Открытая дверь позволила женской стати и мужской харизме встретите глазами, но их все еще разделял черной порог, который никто не спешил пересечь, будто это черта невозврата. Как это зачастую бывает, самое сложное на себя взяли самые хрупкие ножки. Потерявшие гибкость от холода, но не склонив разноцветных головок, они стали невообразимо громким будильником для маленькой внутренней женщины, перегрызшей скотч, разорвавшей бронежилет на внешней растерянной женщине, еще не придумавшей достойный ответ. Маленькая выпорхнула наружу, будто предвкушала этого долгие часы, будучи в одиночестве. Внутренняя задрожала от восторга и бесстрашно сделала шаг навстречу, пересекая глупый порог, оставляя растерянную внешнюю искать бинт и йод для предстоящих ранений.
Нежные ладони, умеющие любить и готовые лечить прикосновениями, обхватили головки, роняя оживляющие слезы прямиком на лепестки. Внутренняя была распята взглядом, как Иисус на кресте, истекая кровавым счастьем через лопнувшие следы прошлых ранений. Внешняя осталась латать незажившие.
Мужчина провел подушечками пальцев по вискам, закрывая ладонями мироточащие раны.

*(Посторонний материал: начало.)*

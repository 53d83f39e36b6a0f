// src/simulator/mod.rs - Vessel thermal model and simulated hardware backends
use std::sync::{Arc, Mutex};

use rand::Rng;

use crate::clock::Clock;
use crate::control::ActuatorState;
use crate::hardware::{ActuatorOutputs, HardwareError, TemperatureProbe};
use crate::sensor::FAULT_SENTINEL;

/// First-order vessel physics: exponential drift toward ambient plus a
/// constant rate while an actuator output is asserted.
#[derive(Debug)]
pub struct VesselModel {
    pub temperature_c: f64,
    pub ambient_c: f64,
    pub heat_rate_c_per_s: f64,
    pub cool_rate_c_per_s: f64,
    /// Fraction of the vessel/ambient delta lost per second.
    pub loss_coefficient: f64,
    pub probe_connected: bool,
    actuator: ActuatorState,
}

impl VesselModel {
    pub fn new(start_temp_c: f64, ambient_c: f64) -> Self {
        Self {
            temperature_c: start_temp_c,
            ambient_c,
            heat_rate_c_per_s: 0.05,
            cool_rate_c_per_s: 0.05,
            loss_coefficient: 0.001,
            probe_connected: true,
            actuator: ActuatorState::Idle,
        }
    }

    pub fn set_actuator(&mut self, state: ActuatorState) {
        self.actuator = state;
    }

    pub fn actuator(&self) -> ActuatorState {
        self.actuator
    }

    /// Advance the physics by `dt_s` seconds.
    pub fn step(&mut self, dt_s: f64) {
        self.temperature_c += (self.ambient_c - self.temperature_c) * self.loss_coefficient * dt_s;
        match self.actuator {
            ActuatorState::Heating => self.temperature_c += self.heat_rate_c_per_s * dt_s,
            ActuatorState::Cooling => self.temperature_c -= self.cool_rate_c_per_s * dt_s,
            ActuatorState::Idle => {}
        }
    }
}

pub type SharedVessel = Arc<Mutex<VesselModel>>;

pub fn shared_vessel(model: VesselModel) -> SharedVessel {
    Arc::new(Mutex::new(model))
}

/// Simulated digital probe with DS18B20-like conversion latency. A
/// disconnected probe completes with the -127 sentinel, the same thing the
/// real part reports on a dead bus.
pub struct SimulatedProbe {
    vessel: SharedVessel,
    clock: Arc<dyn Clock>,
    conversion_ms: u64,
    noise_c: f64,
    started_at_ms: Option<u64>,
}

impl SimulatedProbe {
    pub fn new(vessel: SharedVessel, clock: Arc<dyn Clock>, conversion_ms: u64, noise_c: f64) -> Self {
        Self {
            vessel,
            clock,
            conversion_ms,
            noise_c,
            started_at_ms: None,
        }
    }
}

impl TemperatureProbe for SimulatedProbe {
    fn request_conversion(&mut self) -> Result<(), HardwareError> {
        self.started_at_ms = Some(self.clock.uptime_ms());
        Ok(())
    }

    fn try_complete(&mut self) -> Option<f64> {
        let started = self.started_at_ms?;
        if self.clock.uptime_ms().saturating_sub(started) < self.conversion_ms {
            return None;
        }
        self.started_at_ms = None;
        let vessel = self.vessel.lock().unwrap();
        if !vessel.probe_connected {
            return Some(FAULT_SENTINEL);
        }
        let noise = if self.noise_c > 0.0 {
            rand::rng().random_range(-self.noise_c..self.noise_c)
        } else {
            0.0
        };
        Some(vessel.temperature_c + noise)
    }
}

/// Simulated heat/cool output pair. Both pins are written in one apply call
/// and every written pair is recorded so tests can assert the
/// mutual-exclusion invariant over a whole run.
pub struct SimulatedOutputs {
    vessel: SharedVessel,
    history: Arc<Mutex<Vec<(bool, bool)>>>,
}

impl SimulatedOutputs {
    pub fn new(vessel: SharedVessel) -> Self {
        Self {
            vessel,
            history: Arc::new(Mutex::new(Vec::new())),
        }
    }

    /// Handle to the recorded (heat_on, cool_on) pairs.
    pub fn history(&self) -> Arc<Mutex<Vec<(bool, bool)>>> {
        self.history.clone()
    }
}

impl ActuatorOutputs for SimulatedOutputs {
    fn apply(&mut self, state: ActuatorState) -> Result<(), HardwareError> {
        let (heat_on, cool_on) = match state {
            ActuatorState::Heating => (true, false),
            ActuatorState::Cooling => (false, true),
            ActuatorState::Idle => (false, false),
        };
        self.history.lock().unwrap().push((heat_on, cool_on));
        self.vessel.lock().unwrap().set_actuator(state);
        Ok(())
    }
}
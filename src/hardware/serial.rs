// src/hardware/serial.rs - Host link over serial or stdio
//
// The controller treats the host purely as line-in/line-out channels; the
// transport lives in background tasks bridged over mpsc, one line per message.
use std::sync::Arc;

use serial2_tokio::SerialPort;
use tokio::io::{AsyncBufReadExt, AsyncWriteExt, BufReader};
use tokio::sync::mpsc;

use crate::hardware::HardwareError;

/// Inbound command lines and outbound emission lines.
pub type LinkChannels = (
    mpsc::UnboundedReceiver<String>,
    mpsc::UnboundedSender<String>,
);

/// Longest unterminated run of bytes kept while waiting for a newline. No
/// valid command comes close; anything longer is a misbehaving peer.
const MAX_LINE_BYTES: usize = 512;

/// Drain every complete line out of the accumulator, trimmed, empty lines
/// skipped. Leftover unterminated bytes beyond the cap are discarded.
fn split_lines(acc: &mut Vec<u8>) -> Vec<String> {
    let mut lines = Vec::new();
    while let Some(pos) = acc.iter().position(|&b| b == b'\n') {
        let raw: Vec<u8> = acc.drain(..=pos).collect();
        let line = String::from_utf8_lossy(&raw).trim().to_string();
        if !line.is_empty() {
            lines.push(line);
        }
    }
    if acc.len() > MAX_LINE_BYTES {
        tracing::warn!(
            "discarding {} unterminated bytes from host link",
            acc.len()
        );
        acc.clear();
    }
    lines
}

/// Open the serial host link and spawn its reader/writer tasks.
pub fn open_serial_link(port_name: &str, baud: u32) -> Result<LinkChannels, HardwareError> {
    let port = SerialPort::open(port_name, baud)
        .map_err(|e| HardwareError::Link(format!("failed to open {port_name}: {e}")))?;
    let port = Arc::new(port);

    let (in_tx, in_rx) = mpsc::unbounded_channel::<String>();
    let (out_tx, mut out_rx) = mpsc::unbounded_channel::<String>();

    let read_port = port.clone();
    tokio::spawn(async move {
        let mut acc: Vec<u8> = Vec::new();
        let mut buf = [0u8; 256];
        loop {
            match read_port.read(&mut buf).await {
                Ok(0) => {
                    tracing::info!("serial link closed by remote");
                    break;
                }
                Ok(n) => {
                    acc.extend_from_slice(&buf[..n]);
                    for line in split_lines(&mut acc) {
                        tracing::debug!("host RX: {}", line);
                        if in_tx.send(line).is_err() {
                            return;
                        }
                    }
                }
                Err(e) => {
                    tracing::error!("serial read error: {}", e);
                    break;
                }
            }
        }
    });

    tokio::spawn(async move {
        while let Some(line) = out_rx.recv().await {
            tracing::debug!("host TX: {}", line);
            let framed = format!("{line}\n");
            let mut data = framed.as_bytes();
            while !data.is_empty() {
                match port.write(data).await {
                    Ok(n) => data = &data[n..],
                    Err(e) => {
                        tracing::error!("serial write error: {}", e);
                        return;
                    }
                }
            }
        }
        tracing::info!("serial writer task terminated");
    });

    Ok((in_rx, out_tx))
}

/// Stdin/stdout host link for local bring-up.
pub fn open_stdio_link() -> LinkChannels {
    let (in_tx, in_rx) = mpsc::unbounded_channel::<String>();
    let (out_tx, mut out_rx) = mpsc::unbounded_channel::<String>();

    tokio::spawn(async move {
        let mut lines = BufReader::new(tokio::io::stdin()).lines();
        while let Ok(Some(line)) = lines.next_line().await {
            let line = line.trim().to_string();
            if line.is_empty() {
                continue;
            }
            if in_tx.send(line).is_err() {
                break;
            }
        }
    });

    tokio::spawn(async move {
        let mut stdout = tokio::io::stdout();
        while let Some(line) = out_rx.recv().await {
            let framed = format!("{line}\n");
            if stdout.write_all(framed.as_bytes()).await.is_err() {
                break;
            }
            let _ = stdout.flush().await;
        }
    });

    (in_rx, out_tx)
}
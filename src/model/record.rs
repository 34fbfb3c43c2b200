//! The exchange record envelope.
//!
//! An [`ExchangeRecord`] is the atomic unit of exchange: one fetched or
//! derived interaction with an external system. Records are created once by
//! a collaborator and immutable thereafter; a new observation of the same
//! entity with different content is a new record, never an in-place update.

use chrono::{DateTime, Utc};
use serde::{Deserialize, Serialize};
use serde_json::Value;

use crate::canonical::content_hash;

/// One fetched/derived interaction with an external or internal system.
///
/// The record's identity is `content_sha256`, computed over
/// `{exchange_type, source_system, entity_type, natural_key, request,
/// response}` — two records with identical hash are duplicates regardless of
/// `exchange_id` or `observed_at_utc`.
#[derive(Debug, Clone, Serialize, Deserialize)]
pub struct ExchangeRecord {
    /// Globally unique identifier, assigned at creation, never reused.
    pub exchange_id: String,

    /// Classification of the interaction (e.g., "fetch", "derive").
    pub exchange_type: String,

    /// System the record came from (e.g., "wikipedia", "crossref").
    pub source_system: String,

    /// Kind of entity observed (e.g., "page", "article").
    pub entity_type: String,

    /// Stable business identifier of the real-world entity, when one exists
    /// (page id, DOI, ...). Groups hash-distinct versions of one entity.
    pub natural_key: Option<String>,

    /// Request payload, opaque to the core beyond canonicalization.
    pub request: Value,

    /// Response payload, opaque to the core beyond canonicalization.
    pub response: Value,

    /// When the observation was made. Excluded from the content hash.
    pub observed_at_utc: DateTime<Utc>,

    /// Content-addressed identity. Derived, immutable once computed.
    pub content_sha256: String,

    /// Where the record came from (connector name, job id, ...).
    #[serde(default)]
    pub provenance: Value,

    /// Free-form labels. Non-identity-bearing.
    #[serde(default)]
    pub tags: Vec<String>,

    /// Names of redaction rules that were applied before storage.
    #[serde(default)]
    pub redactions_applied: Vec<String>,

    /// Envelope schema version.
    #[serde(default = "default_schema_version")]
    pub schema_version: u32,

    /// External reference to an offloaded response body, if any.
    #[serde(default)]
    pub response_ref: Option<String>,
}

const fn default_schema_version() -> u32 {
    1
}

impl ExchangeRecord {
    /// Create a new record, assigning `exchange_id`, `observed_at_utc`, and
    /// the derived `content_sha256`.
    #[must_use]
    pub fn new(
        exchange_type: &str,
        source_system: &str,
        entity_type: &str,
        natural_key: Option<&str>,
        request: Value,
        response: Value,
    ) -> Self {
        let hash = content_hash(
            exchange_type,
            source_system,
            entity_type,
            natural_key,
            &request,
            &response,
        );
        Self {
            exchange_id: uuid::Uuid::new_v4().to_string(),
            exchange_type: exchange_type.to_string(),
            source_system: source_system.to_string(),
            entity_type: entity_type.to_string(),
            natural_key: natural_key.map(ToString::to_string),
            request,
            response,
            observed_at_utc: Utc::now(),
            content_sha256: hash,
            provenance: Value::Null,
            tags: Vec::new(),
            redactions_applied: Vec::new(),
            schema_version: default_schema_version(),
            response_ref: None,
        }
    }

    /// Recompute the content hash from the current identity fields.
    ///
    /// Matches `content_sha256` for any record produced by this crate.
    #[must_use]
    pub fn compute_hash(&self) -> String {
        content_hash(
            &self.exchange_type,
            &self.source_system,
            &self.entity_type,
            self.natural_key.as_deref(),
            &self.request,
            &self.response,
        )
    }

    /// The secondary index key grouping hash-distinct versions of one
    /// natural entity: `source_system|entity_type|natural_key`.
    ///
    /// Records without a natural key get an empty final segment.
    #[must_use]
    pub fn hash_input_key(&self) -> String {
        hash_input_key(
            &self.source_system,
            &self.entity_type,
            self.natural_key.as_deref(),
        )
    }

    /// Set the natural key. Identity-bearing, so the hash is recomputed.
    #[must_use]
    pub fn with_natural_key(mut self, key: &str) -> Self {
        self.natural_key = Some(key.to_string());
        self.content_sha256 = self.compute_hash();
        self
    }

    /// Set tags. Non-identity-bearing.
    #[must_use]
    pub fn with_tags(mut self, tags: Vec<String>) -> Self {
        self.tags = tags;
        self
    }

    /// Set provenance metadata. Non-identity-bearing.
    #[must_use]
    pub fn with_provenance(mut self, provenance: Value) -> Self {
        self.provenance = provenance;
        self
    }

    /// Override the observation timestamp. Non-identity-bearing.
    #[must_use]
    pub fn with_observed_at(mut self, observed_at: DateTime<Utc>) -> Self {
        self.observed_at_utc = observed_at;
        self
    }
}

/// Build the secondary index key from its parts.
#[must_use]
pub fn hash_input_key(source_system: &str, entity_type: &str, natural_key: Option<&str>) -> String {
    format!(
        "{source_system}|{entity_type}|{}",
        natural_key.unwrap_or("")
    )
}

Внешняя сдалась. Растворилась в безопасности.
Внутренняя улыбалась.
Она покорено склонила голову, но завоеванными здесь были лишь широкие надежные плечи и огрубевшие руки, не знающие большей мягкости, чем женские ступни.
Мужчина почувствовал запах впервые за день.
Его руки гладили невероятные изгибы лица, мысленно благодаря безвкусные ножки  и головки, не имеющие аромата, восхищено вдыхая запах любви.
Ведь Женщины пахнут любовью.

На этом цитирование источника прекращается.